Mike Kipling
DPhil in English Local History
Thesis
Debt, Trade and Reputation in Early Modern Sussex
Research abstract
My work brings together information about lending and trade in early modern Sussex which can be found in various contemporary records, most particularly those of the Court of Requests. From reading this court’s records ‘against the grain’, a range of lending practices and networks emerges, as does insight into the county’s key industries and merchandising activities. Linking these records with other sets, including those of other Westminster equity courts, the plea rolls of the court of Common Pleas, Sussex port books, lay subsidy rolls, and local records provides a unique vision of the lives and activities of key players in the trade of the county between 1560 and 1625, exemplified by several in-depth prosopographical case studies.

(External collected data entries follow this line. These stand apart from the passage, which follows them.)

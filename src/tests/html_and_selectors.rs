use super::*;

fn by_id(dom: &Dom, id: &str) -> Result<NodeId> {
    dom.by_id(id)
        .ok_or_else(|| Error::SelectorNotFound(format!("#{id}")))
}

#[test]
fn parse_builds_tree_with_id_index_and_decoded_text() -> Result<()> {
    let dom = Dom::parse(
        r#"
        <div id="wrap">
          <p class="lead intro">Fish &amp; chips</p><br>
          <p id="second">second</p>
        </div>
        "#,
    )?;

    let wrap = by_id(&dom, "wrap")?;
    assert_eq!(dom.query_selector_all("p")?.len(), 2);
    assert_eq!(dom.query_selector_all("#wrap > br")?.len(), 1);
    let lead = dom
        .query_selector(".lead.intro")?
        .ok_or_else(|| Error::SelectorNotFound(".lead.intro".into()))?;
    assert_eq!(dom.text_content(lead), "Fish & chips");
    assert_eq!(dom.query_selector_all_from(wrap, ".intro")?, vec![lead]);
    assert!(dom.is_connected(lead));
    Ok(())
}

#[test]
fn raw_text_and_optional_end_tags_are_handled() -> Result<()> {
    let dom = Dom::parse(
        r#"
        <form id="f">
          <textarea id="body" name="body">a <b>bold</b> claim</textarea>
          <select id="size" name="size">
            <option value="s">Small
            <option value="m" selected>Medium
            <option>Large
          </select>
          <ul><li>one<li>two</ul>
        </form>
        "#,
    )?;

    assert_eq!(dom.value(by_id(&dom, "body")?)?, "a <b>bold</b> claim");
    assert_eq!(dom.value(by_id(&dom, "size")?)?, "m");
    assert_eq!(dom.query_selector_all("#size option")?.len(), 3);
    assert_eq!(dom.query_selector_all("ul > li")?.len(), 2);
    Ok(())
}

#[test]
fn selector_engine_supports_combinators_attributes_and_pseudo_classes() -> Result<()> {
    let dom = Dom::parse(
        r#"
        <form id="f" class="ajax-form">
          <input id="a" name="title" type="text">
          <input id="b" name="op" type="submit" class="ajax-trigger">
          <input id="c" name="preview" type="submit" class="ajax-trigger" disabled>
          <input id="d" type="checkbox" checked>
        </form>
        "#,
    )?;

    let ids = |selector: &str| -> Result<Vec<String>> {
        Ok(dom
            .query_selector_all(selector)?
            .into_iter()
            .filter_map(|node| dom.attr(node, "id"))
            .collect())
    };

    assert_eq!(ids("form.ajax-form .ajax-trigger")?, vec!["b", "c"]);
    assert_eq!(ids("input[name=op]")?, vec!["b"]);
    assert_eq!(ids("input[name^=pre]")?, vec!["c"]);
    assert_eq!(ids(".ajax-trigger:not(:disabled)")?, vec!["b"]);
    assert_eq!(ids("input:checked")?, vec!["d"]);
    assert_eq!(ids("#a + input")?, vec!["b"]);
    assert_eq!(ids("#a ~ input:last-child")?, vec!["d"]);
    assert_eq!(ids("#d, #a")?, vec!["a", "d"]);
    assert!(dom.matches_selector(by_id(&dom, "b")?, "form > .ajax-trigger")?);
    Ok(())
}

#[test]
fn malformed_selectors_are_rejected() {
    for selector in ["", "p >", "> p", "div[", "a,,b", ":nth-child(2)"] {
        let result = Dom::parse("<p></p>").and_then(|dom| dom.query_selector_all(selector));
        assert!(
            matches!(result, Err(Error::UnsupportedSelector(_))),
            "selector {selector:?} should be unsupported, got {result:?}"
        );
    }
}

#[test]
fn scoped_queries_only_see_descendants() -> Result<()> {
    let dom = Dom::parse(
        r#"
        <div id="outer" class="box">
          <div id="inner" class="box"></div>
        </div>
        "#,
    )?;
    let outer = by_id(&dom, "outer")?;
    let scoped = dom.query_selector_all_from(outer, ".box")?;
    assert_eq!(scoped, vec![by_id(&dom, "inner")?]);
    Ok(())
}

#[test]
fn fragments_lose_scripts_and_inline_handlers() -> Result<()> {
    let mut dom = Dom::parse(r#"<div id="target">old</div>"#)?;
    let target = by_id(&dom, "target")?;
    dom.set_inner_html(
        target,
        r#"<script>alert(1)</script><a id="link" href="/next" onclick="steal()">next</a>"#,
    )?;

    assert_eq!(dom.query_selector_all("script")?.len(), 0);
    let link = by_id(&dom, "link")?;
    assert_eq!(dom.attr(link, "onclick"), None);
    assert_eq!(dom.attr(link, "href").as_deref(), Some("/next"));
    assert_eq!(dom.inner_html(target)?, r#"<a href="/next" id="link">next</a>"#);
    Ok(())
}

#[test]
fn outer_replacement_keeps_sibling_position_and_reindexes_ids() -> Result<()> {
    let mut dom = Dom::parse(r#"<ul id="list"><li id="a">a</li><li id="b">b</li><li id="c">c</li></ul>"#)?;
    let b = by_id(&dom, "b")?;
    let inserted = dom.set_outer_html(b, r#"<li id="b2">x</li><li id="b3">y</li>"#)?;

    assert_eq!(inserted.len(), 2);
    assert!(dom.by_id("b").is_none());
    assert!(!dom.is_connected(b));
    let list = by_id(&dom, "list")?;
    assert_eq!(dom.text_content(list), "axyc");
    Ok(())
}

#[test]
fn removing_the_document_root_is_an_error() -> Result<()> {
    let mut dom = Dom::parse("<p>x</p>")?;
    let root = dom.root();
    assert!(matches!(dom.remove_node(root), Err(Error::Runtime(_))));
    Ok(())
}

In particular, I examine the mercantile activities of the county’s only city, Chichester, which have to date been little researched, especially regarding the participants therein. I also examine the county’s key industries: iron, timber, and, especially, grain, again examining in detail the activities of some key participants.
Finally, I consider the impact of personal reputatioin, identifying its vital role in both lubricating trade and in enhancing the relative credibility of legal testimony.
Supervisor(s)
Dr Jonathan Healey Dr Jonathan Healey | Oxford University Department for Continuing Education, Dr Heather Falvey
Biography
I started the DPhil in October 2021. I have an first degree in mathematics from Trinity College, Cambridge (1978), an MSc in Genealogy from Strathclyde (2013) and a MSc from Oxford in English Local History (2022). I am an actuary by profession, although retired apart from a small non-executive role. I am treasurer of the Local Population Studies Society and a committee member of the West Sussex Archives Society. I have been awarded a Cruttenden scholarship from Kellogg College for the duration of my DPhil studies.
As a 'mature' student, I am pursuing my research purely for personal interest and the (slight) expansion of human knowledge.
Papers and lectures
'Historical research without leaving home: the Anglo-American Legal Tradition archive', The Local Historian, 52, 3 (July 2022), pp 196-206
'Legal Windows into the Life of a Jacobean Chichester Merchant', West Sussex History, 90 (2022), pp 10-17
'What happened next: further research on the sad case of Prudence Fenn', The Local Historian, 53, 1 (January 2023), pp 19-28 (with Ian Beckwith)
'A Star Chamber case from Elizabethan Sussex', The Local Historian, 53, 3 (July 2023), pp 206-215
'Sussex Debt Suits at the Elizabethan Court of Common Pleas, Local Population Studies, 110 (Spring 2023)
'Hugh Barker, ecclesiastical lawyer and Chichester landlord', West Sussex History, 91 (2023)
'Elizabethan merchants and the Court of Requests', presentation at the workshop Popular Knowledge of the Law in Early Modernity, St John's College, Oxford, April 2024
'Sussex Debt and Trade Suits in the Court of Requests', Local Population Studies, 111 (Autumn 2023)
Research interests
Finance, trade and reputation either side of 1600.